Голоса женщин бились на ветру мокрыми полотнищами.
— У меня умерли мать и дети. — Словно вспомнив что-то, бабенка заголосила:
— Убили их, девонька!.. Убили… мать — машиной… детей — язык не вывернет, как… утешь хоть бы! Успокой меня, ластонька… укрой ты мя… волосьями своими, дерюжкой своей!..
— Милая! — Голос летел, наполнялся свежестью дождя, медью трубы, сиянием звездной пыли, свободой, счастьем. —
Бабенка бросалась к ящикам, карабкалась; ее подсаживали, ее благословляли. Добравшись доверху, она обхватывала Ксению грубыми мозолистыми руками и прислонялась ухом к ее бугрящемуся, шевелящемуся, танцующему животу.
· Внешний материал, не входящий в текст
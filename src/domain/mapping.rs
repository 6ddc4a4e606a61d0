// Mapping from lesson API DTOs to shelf progress

use super::progress::Progress;
use crate::lesson_client::LessonDto;

/// Percentage of lessons marked completed, or `None` for a course with no
/// lessons (the ratio is undefined and must not be stored).
pub fn completion_progress(lessons: &[LessonDto]) -> Option<Progress> {
    let total = lessons.len();
    if total == 0 {
        return None;
    }
    let done = lessons.iter().filter(|l| l.is_completed()).count();
    Some(Progress::new(100.0 * done as f64 / total as f64))
}

#[cfg(test)]
mod tests {
    use super::*;

    fn lessons(flags: &[Option<bool>]) -> Vec<LessonDto> {
        flags
            .iter()
            .map(|c| LessonDto {
                completed: *c,
                ..LessonDto::default()
            })
            .collect()
    }

    #[test]
    fn three_of_four_is_75() {
        let ls = lessons(&[Some(true), Some(true), Some(false), Some(true)]);
        assert_eq!(completion_progress(&ls), Some(Progress::new(75.0)));
    }

    #[test]
    fn missing_flag_counts_as_not_completed() {
        let ls = lessons(&[Some(true), None, None]);
        assert_eq!(completion_progress(&ls).map(u8::from), Some(33));
    }

    #[test]
    fn two_of_three_rounds_up() {
        let ls = lessons(&[Some(true), Some(true), None]);
        assert_eq!(completion_progress(&ls).map(u8::from), Some(67));
    }

    #[test]
    fn empty_course_has_no_progress() {
        assert_eq!(completion_progress(&[]), None);
    }
}
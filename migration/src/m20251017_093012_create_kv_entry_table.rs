use sea_orm_migration::{prelude::*, schema::*};

#[derive(DeriveMigrationName)]
pub struct Migration;

#[async_trait::async_trait]
impl MigrationTrait for Migration {
    async fn up(&self, manager: &SchemaManager) -> Result<(), DbErr> {
        manager
            .create_table(
                Table::create()
                    .table(KvEntry::Table)
                    .if_not_exists()
                    .col(string(KvEntry::Key).primary_key())
                    .col(text(KvEntry::Value))
                    .col(timestamp_with_time_zone(KvEntry::UpdatedAt))
                    .to_owned(),
            )
            .await?;
        Ok(())
    }

    async fn down(&self, manager: &SchemaManager) -> Result<(), DbErr> {
        manager
            .drop_table(Table::drop().table(KvEntry::Table).to_owned())
            .await?;

        Ok(())
    }
}

#[derive(DeriveIden)]
enum KvEntry {
    Table,
    Key,
    Value,
    UpdatedAt,
}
— Батюшки… у ней там… робеночек!..
— А у тебя двойня, Маринка с проходной, — говорила Ксения победно и клала сияющую горячую руку на Маринкин живот, — у тебя там уже двое, Маринка! Радуйся, родная, и смело иди домой! Там все они ждут тебя. Убитая мать и убитые сыновья. Я, Ксения, делаю тебе чудо, чтобы ты перестала плакать. Мне не нравятся твои слезы, Маринка. Твое лицо дурнеет от них. Иди и не плачь больше! Отец двойняшек женится на тебе перед самыми родами, ты будешь стоять в церкви как снежная баба, и священник будет улыбаться тебе насмешливо и счастливо, и вы с мужем будете воспитывать четверых. Все сказанное святая правда. Ступай!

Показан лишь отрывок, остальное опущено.